What the task requires:
Lines containing the word "insert" are to be copied from the data below.

Material for this exercise:
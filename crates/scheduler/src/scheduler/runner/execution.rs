use tracing::{debug, trace, warn};

use crate::scheduler::graph::GraphNodeId;
use crate::scheduler::state::TaskState;
use crate::scheduler::task::{RasterClient, TaskFailure, TaskOutcome};

use super::core::RasterScheduler;

impl RasterScheduler {
    /// Drain executor and transport completions, issue whatever uploads the
    /// budget allows, admit more work, and report to `client`.
    ///
    /// Callbacks run last, after all internal state is settled, so a client
    /// may call back into the scheduler from inside any of them.
    pub fn check_for_completed_tasks(&mut self, client: &mut dyn RasterClient) {
        if self.shutdown {
            self.discard_late_completions();
            return;
        }

        let uploads_finished = self.check_for_completed_uploads();
        let rasters_finished = self.check_for_completed_raster_tasks();
        self.flush_uploads();

        if self.states.count_in(TaskState::Unscheduled) > 0 {
            self.schedule_more_tasks(false);
        }

        if self.has_performed_uploads_since_last_flush {
            self.transport.shallow_flush();
            self.has_performed_uploads_since_last_flush = false;
        }

        let completed = std::mem::take(&mut self.completed_tasks);
        let decodes = std::mem::take(&mut self.completed_decode_tasks);

        let fired = self.gate.poll(
            self.scheduled_raster_task_count,
            self.raster_tasks_required_for_activation_count,
        );
        if fired.activation_finished {
            self.metrics.activation_finished_notifications += 1;
        }
        if fired.all_finished {
            self.metrics.all_finished_notifications += 1;
        }

        let now = self.clock.now();
        if self.has_pending_tasks() {
            self.cadence.reschedule(now);
        } else {
            self.cadence.clear();
        }

        trace!(
            uploads_finished,
            rasters_finished,
            decodes = decodes.len(),
            completed = completed.len(),
            bytes_pending_upload = self.budget.bytes_pending_upload(),
            "Checked for completed tasks"
        );

        for task in &completed {
            client.did_complete_raster_task(task);
        }
        if fired.activation_finished && !self.shutdown {
            debug!(generation = self.generation, "Raster tasks required for activation finished");
            client.did_finish_running_tasks_required_for_activation(self);
        }
        if fired.all_finished && !self.shutdown {
            debug!(generation = self.generation, "All raster tasks finished");
            client.did_finish_running_tasks(self);
        }
    }

    /// Run a completion check if the cadence deadline has passed.
    /// Returns whether a check ran.
    pub fn check_if_due(&mut self, client: &mut dyn RasterClient) -> bool {
        if self.shutdown || !self.cadence.is_due(self.clock.now()) {
            return false;
        }
        self.check_for_completed_tasks(client);
        true
    }

    /// Retire tasks whose upload the transport reports done.
    fn check_for_completed_uploads(&mut self) -> usize {
        let mut finished = 0;
        for completion in self.transport.poll_upload_completion() {
            let Some(task) = self.uploads_in_flight.remove(&completion.target) else {
                self.metrics.stale_completions += 1;
                debug!(upload_target = ?completion.target, "Ignoring upload completion for untracked target");
                continue;
            };
            let Some(bytes) = self
                .states
                .get(task)
                .filter(|entry| entry.state() == TaskState::Uploading)
                .map(|entry| entry.bytes())
            else {
                self.metrics.stale_completions += 1;
                continue;
            };

            self.budget.release(bytes);
            match completion.result {
                Ok(()) => self.complete_task(task, None),
                Err(reason) => {
                    warn!(%task, %reason, "Upload failed");
                    self.complete_task(task, Some(TaskFailure::Upload(reason)));
                }
            }
            finished += 1;
        }
        finished
    }

    /// Record finished decodes and rasters. Successful rasters join the
    /// upload FIFO in completion order.
    fn check_for_completed_raster_tasks(&mut self) -> usize {
        let mut finished = 0;
        for completed in self.executor.drain_completed() {
            match completed.node {
                GraphNodeId::Decode(decode) => {
                    if let TaskOutcome::Failed(reason) = &completed.outcome {
                        warn!(%decode, %reason, "Image decode failed, dependents will raster without it");
                    }
                    self.finished_decodes.insert(decode);
                    self.completed_decode_tasks.push(decode);
                }
                GraphNodeId::Raster(task) => {
                    let Some(entry) = self.states.get_mut(task) else {
                        self.metrics.stale_completions += 1;
                        debug!(%task, "Ignoring raster completion for untracked task");
                        continue;
                    };
                    if !entry.needs_raster() {
                        self.metrics.stale_completions += 1;
                        debug!(%task, state = ?entry.state(), "Ignoring duplicate raster completion");
                        continue;
                    }
                    match completed.outcome {
                        TaskOutcome::Finished => {
                            entry.raster_finished = true;
                            let bytes = entry.bytes();
                            self.pending_uploads.push(task, bytes);
                        }
                        TaskOutcome::Failed(reason) => {
                            warn!(%task, %reason, "Raster task failed");
                            self.complete_task(task, Some(TaskFailure::Raster(reason)));
                        }
                    }
                    finished += 1;
                }
            }
        }
        finished
    }

    /// Issue uploads from the FIFO head while the budget allows.
    fn flush_uploads(&mut self) {
        let Self {
            pending_uploads,
            budget,
            states,
            transport,
            uploads_in_flight,
            metrics,
            ..
        } = self;

        let outcome = pending_uploads.flush(budget, |task, bytes| {
            let Some(entry) = states.get_mut(task) else {
                return false;
            };
            let Some(target) = entry.target else {
                return false;
            };
            entry.advance(TaskState::Uploading);
            transport.begin_upload(target, bytes);
            uploads_in_flight.insert(target, task);
            metrics.record_upload(bytes);
            trace!(%task, bytes, "Upload issued");
            true
        });

        if outcome.issued > 0 {
            self.has_performed_uploads_since_last_flush = true;
        }
        if outcome.blocked {
            self.metrics.upload_deferrals += 1;
            debug!(
                waiting = self.pending_uploads.len(),
                bytes_pending_upload = self.budget.bytes_pending_upload(),
                "Uploads deferred, budget exhausted"
            );
        }
    }

    /// After shutdown: swallow whatever the executor and transport still
    /// report so nothing leaks into a later check.
    fn discard_late_completions(&mut self) {
        let late = self.executor.drain_completed().len() + self.transport.poll_upload_completion().len();
        if late > 0 {
            self.metrics.stale_completions += late as u64;
            debug!(late, "Discarded completions after shutdown");
        }
    }
}
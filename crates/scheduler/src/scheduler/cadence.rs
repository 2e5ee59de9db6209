use std::time::{Duration, Instant};

/// Monotonic time source, only used to pace completion checks.
pub trait Clock {
    fn now(&self) -> Instant;
}

#[derive(Debug, Default, Clone, Copy)]
pub struct MonotonicClock;

impl Clock for MonotonicClock {
    fn now(&self) -> Instant {
        Instant::now()
    }
}

/// Deadline for the next completion check while work is outstanding.
#[derive(Debug, Clone)]
pub struct CheckCadence {
    delay: Duration,
    next_check: Option<Instant>,
}

impl CheckCadence {
    pub fn new(delay: Duration) -> Self {
        Self {
            delay,
            next_check: None,
        }
    }

    /// Request a check `delay` after `now`. An earlier pending deadline wins.
    pub fn schedule(&mut self, now: Instant) {
        let deadline = now + self.delay;
        self.next_check = Some(match self.next_check {
            Some(existing) if existing <= deadline => existing,
            _ => deadline,
        });
    }

    /// Replace any pending deadline with `now + delay`.
    pub fn reschedule(&mut self, now: Instant) {
        self.next_check = Some(now + self.delay);
    }

    pub fn clear(&mut self) {
        self.next_check = None;
    }

    pub fn is_due(&self, now: Instant) -> bool {
        matches!(self.next_check, Some(deadline) if now >= deadline)
    }

    pub fn next_check(&self) -> Option<Instant> {
        self.next_check
    }

    pub fn delay(&self) -> Duration {
        self.delay
    }
}

#[cfg(test)]
mod tests {
    use super::*;

    #[test]
    fn idle_cadence_is_never_due() {
        let cadence = CheckCadence::new(Duration::from_millis(6));
        assert!(!cadence.is_due(Instant::now() + Duration::from_secs(60)));
        assert!(cadence.next_check().is_none());
    }

    #[test]
    fn due_after_delay() {
        let start = Instant::now();
        let mut cadence = CheckCadence::new(Duration::from_millis(6));
        cadence.schedule(start);
        assert!(!cadence.is_due(start + Duration::from_millis(5)));
        assert!(cadence.is_due(start + Duration::from_millis(6)));
    }

    #[test]
    fn schedule_keeps_earlier_deadline() {
        let start = Instant::now();
        let mut cadence = CheckCadence::new(Duration::from_millis(10));
        cadence.schedule(start);
        cadence.schedule(start + Duration::from_millis(5));
        assert_eq!(cadence.next_check(), Some(start + Duration::from_millis(10)));

        cadence.reschedule(start + Duration::from_millis(5));
        assert_eq!(cadence.next_check(), Some(start + Duration::from_millis(15)));
    }

    #[test]
    fn clear_cancels_deadline() {
        let start = Instant::now();
        let mut cadence = CheckCadence::new(Duration::ZERO);
        cadence.schedule(start);
        assert!(cadence.is_due(start));
        cadence.clear();
        assert!(!cadence.is_due(start));
    }
}
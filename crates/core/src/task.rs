use serde::{Deserialize, Serialize};

/// Identity of one tile's raster task. Stable across scheduling generations,
/// so re-scheduling the same tile keeps its progress.
#[derive(Debug, Clone, Copy, PartialEq, Eq, Hash, PartialOrd, Ord, Serialize, Deserialize)]
#[serde(transparent)]
pub struct TaskId(pub u64);

/// Identity of an image decode a raster task depends on. Decodes may be
/// shared between several raster tasks.
#[derive(Debug, Clone, Copy, PartialEq, Eq, Hash, PartialOrd, Ord, Serialize, Deserialize)]
#[serde(transparent)]
pub struct DecodeTaskId(pub u64);

impl std::fmt::Display for TaskId {
    fn fmt(&self, f: &mut std::fmt::Formatter<'_>) -> std::fmt::Result {
        write!(f, "raster#{}", self.0)
    }
}

impl std::fmt::Display for DecodeTaskId {
    fn fmt(&self, f: &mut std::fmt::Formatter<'_>) -> std::fmt::Result {
        write!(f, "decode#{}", self.0)
    }
}
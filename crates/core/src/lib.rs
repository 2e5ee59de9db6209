pub mod config;
pub mod error;
pub mod resource;
pub mod task;

pub use config::PoolConfig;
pub use error::*;
pub use resource::*;
pub use task::*;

Solution:
                    self.finished_decodes.insert(decode);
            uploads_in_flight.insert(target, task);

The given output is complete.